AIM OF THE EXERCISE
Copy exactly the lines from the first line of the records below through the line containing "wait. A ticker", including both, and nothing else.

[Dataset entries]
= = = = =
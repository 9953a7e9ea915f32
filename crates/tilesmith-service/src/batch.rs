//! Batch collection for tile types generated by a [`TileFactory`](crate::registry::TileFactory).
//!
//! Requests accumulate in a single shared pool, each with its own maximum wait. A ticker
//! periodically checks the pool, and as soon as *any* queued request is due, the *whole* pool is
//! cut into a batch. The batch is grouped by factory id, and every group is handed to a freshly
//! constructed factory on its own task.

use std::collections::BTreeMap;
use std::fmt;
use std::future::Future;
use std::sync::{Arc, Weak};
use std::time::Duration;

use parking_lot::Mutex;
use tokio::sync::oneshot;
use tokio::task::JoinHandle;
use tokio::time::{Instant, MissedTickBehavior};
use tracing::Instrument;

use crate::error::{TileError, TileResult};
use crate::registry::Registry;
use crate::types::TileRequest;

/// A tile request waiting in the batch pool.
pub struct BatchedRequest {
    request: TileRequest,
    /// The time the request must be dispatched by.
    due: Instant,
    /// The batch this request was dispatched with, stamped when the batch is cut.
    batch: Option<u64>,
    responder: oneshot::Sender<TileResult>,
}

impl BatchedRequest {
    pub fn request(&self) -> &TileRequest {
        &self.request
    }

    pub fn batch(&self) -> Option<u64> {
        self.batch
    }
}

impl fmt::Debug for BatchedRequest {
    fn fmt(&self, f: &mut fmt::Formatter<'_>) -> fmt::Result {
        f.debug_struct("BatchedRequest")
            .field("uri", &self.request.uri)
            .field("coord", &self.request.coord)
            .field("batch", &self.batch)
            .finish()
    }
}

/// A set of requests cut from the pool at once, grouped by factory id.
#[derive(Debug)]
pub struct Batch {
    number: u64,
    groups: BTreeMap<String, Vec<BatchedRequest>>,
}

impl Batch {
    pub fn number(&self) -> u64 {
        self.number
    }

    /// Returns the factory ids in this batch with the size of their groups.
    pub fn groups(&self) -> impl Iterator<Item = (&str, &[BatchedRequest])> {
        self.groups
            .iter()
            .map(|(id, requests)| (id.as_str(), requests.as_slice()))
    }

    /// Returns the total number of requests in this batch.
    pub fn len(&self) -> usize {
        self.groups.values().map(Vec::len).sum()
    }

    pub fn is_empty(&self) -> bool {
        self.groups.is_empty()
    }
}

#[derive(Default)]
struct BatchPool {
    last_batch: u64,
    /// The earliest due time of all pooled requests.
    next_due: Option<Instant>,
    groups: BTreeMap<String, Vec<BatchedRequest>>,
}

struct CollectorInner {
    registry: Arc<Registry>,
    pool: Mutex<BatchPool>,
}

/// Pools tile requests and dispatches them to batch factories.
#[derive(Clone)]
pub struct BatchCollector {
    inner: Arc<CollectorInner>,
}

impl BatchCollector {
    pub fn new(registry: Arc<Registry>) -> Self {
        let inner = CollectorInner {
            registry,
            pool: Mutex::new(BatchPool::default()),
        };
        Self {
            inner: Arc::new(inner),
        }
    }

    /// Adds `request` to the pool and returns a future resolving to its tile.
    ///
    /// The request is pooled immediately, not when the returned future is first polled. It is
    /// dispatched no later than `max_wait` from now, give or take one poll interval, but possibly
    /// much earlier if another pooled request falls due first.
    pub fn enqueue(
        &self,
        request: TileRequest,
        max_wait: Duration,
    ) -> impl Future<Output = TileResult> + Send + 'static {
        let receiver = self.push(request, max_wait);
        async move {
            match receiver?.await {
                Ok(result) => result,
                Err(_) => Err(TileError::Abandoned),
            }
        }
    }

    fn push(
        &self,
        request: TileRequest,
        max_wait: Duration,
    ) -> TileResult<oneshot::Receiver<TileResult>> {
        let factory_id = request.tile.id.clone();
        if !self.inner.registry.is_batched(&factory_id) {
            return Err(TileError::UnrecognizedType {
                kind: "tile factory",
                id: factory_id,
            });
        }

        let (responder, receiver) = oneshot::channel();
        let due = Instant::now() + max_wait;
        let batched = BatchedRequest {
            request,
            due,
            batch: None,
            responder,
        };

        let mut pool = self.inner.pool.lock();
        pool.next_due = Some(pool.next_due.map_or(due, |next| next.min(due)));
        pool.groups.entry(factory_id).or_default().push(batched);
        Ok(receiver)
    }

    /// Returns the number of pooled requests.
    pub fn len(&self) -> usize {
        self.inner.pool.lock().groups.values().map(Vec::len).sum()
    }

    pub fn is_empty(&self) -> bool {
        self.inner.pool.lock().groups.is_empty()
    }

    /// Whether any pooled request is due at `now`.
    pub fn is_due(&self, now: Instant) -> bool {
        self.inner
            .pool
            .lock()
            .next_due
            .is_some_and(|due| due <= now)
    }

    /// Takes all pooled requests as a new batch, or `None` if the pool is empty.
    pub fn cut_batch(&self) -> Option<Batch> {
        let mut pool = self.inner.pool.lock();
        Self::cut(&mut pool)
    }

    fn cut(pool: &mut BatchPool) -> Option<Batch> {
        if pool.groups.is_empty() {
            return None;
        }

        pool.last_batch += 1;
        pool.next_due = None;
        let number = pool.last_batch;

        let mut groups = std::mem::take(&mut pool.groups);
        for request in groups.values_mut().flatten() {
            request.batch = Some(number);
        }
        Some(Batch { number, groups })
    }

    /// Cuts and dispatches a batch if any pooled request is due at `now`.
    ///
    /// Returns the number of the dispatched batch.
    pub fn flush(&self, now: Instant) -> Option<u64> {
        let batch = {
            let mut pool = self.inner.pool.lock();
            if !pool.next_due.is_some_and(|due| due <= now) {
                return None;
            }
            Self::cut(&mut pool)?
        };

        let number = batch.number;
        self.dispatch(batch);
        Some(number)
    }

    /// Hands every group of `batch` to a fresh factory, each on its own task.
    pub fn dispatch(&self, batch: Batch) {
        metric!(histogram("batch.size") = batch.len() as u64);
        metric!(histogram("batch.groups") = batch.groups.len() as u64);

        let number = batch.number;
        for (factory_id, requests) in batch.groups {
            let span = tracing::info_span!("batch", number, factory = %factory_id);
            let registry = Arc::clone(&self.inner.registry);
            tokio::spawn(process_group(registry, factory_id, requests).instrument(span));
        }
    }

    /// Spawns the ticker checking the pool every `poll_interval`.
    ///
    /// The ticker stops once every handle to this collector is dropped.
    pub fn start(&self, poll_interval: Duration) -> JoinHandle<()> {
        let collector = Arc::downgrade(&self.inner);
        tokio::spawn(run_ticker(collector, poll_interval))
    }
}

impl fmt::Debug for BatchCollector {
    fn fmt(&self, f: &mut fmt::Formatter<'_>) -> fmt::Result {
        f.debug_struct("BatchCollector")
            .field("pooled", &self.len())
            .finish()
    }
}

async fn run_ticker(collector: Weak<CollectorInner>, poll_interval: Duration) {
    let mut interval = tokio::time::interval(poll_interval);
    interval.set_missed_tick_behavior(MissedTickBehavior::Delay);

    loop {
        interval.tick().await;
        let Some(inner) = collector.upgrade() else {
            break;
        };
        if let Some(number) = (BatchCollector { inner }).flush(Instant::now()) {
            tracing::trace!(number, "dispatched batch");
        }
    }
}

async fn process_group(registry: Arc<Registry>, factory_id: String, requests: Vec<BatchedRequest>) {
    metric!(counter("batch.requests") += requests.len() as i64, "factory" => &factory_id);

    let factory = match registry.factory(&factory_id) {
        Ok(factory) => factory,
        Err(err) => {
            tracing::error!(error = %err, "failed to construct tile factory");
            for request in requests {
                let _ = request.responder.send(Err(err.clone()));
            }
            return;
        }
    };

    let (requests, responders): (Vec<_>, Vec<_>) = requests
        .into_iter()
        .map(|batched| (batched.request, batched.responder))
        .unzip();

    let started = Instant::now();
    let mut results = factory.create_tiles(&requests).await.into_iter();
    metric!(timer("batch.duration") = started.elapsed(), "factory" => &factory_id);

    for responder in responders {
        let result = results.next().unwrap_or_else(|| {
            Err(TileError::Generation(format!(
                "tile factory `{factory_id}` returned no result"
            )))
        });
        // The requester may have gone away.
        let _ = responder.send(result);
    }
}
= = = = =
ANSWER AREA
repository 9953a7e9ea915f32
filename crates/tilesmith-service/src/batch.rs
//! Batch collection for tile types generated by a [`TileFactory`](crate::registry::TileFactory).
//!
//! Requests accumulate in a single shared pool, each with its own maximum wait. A ticker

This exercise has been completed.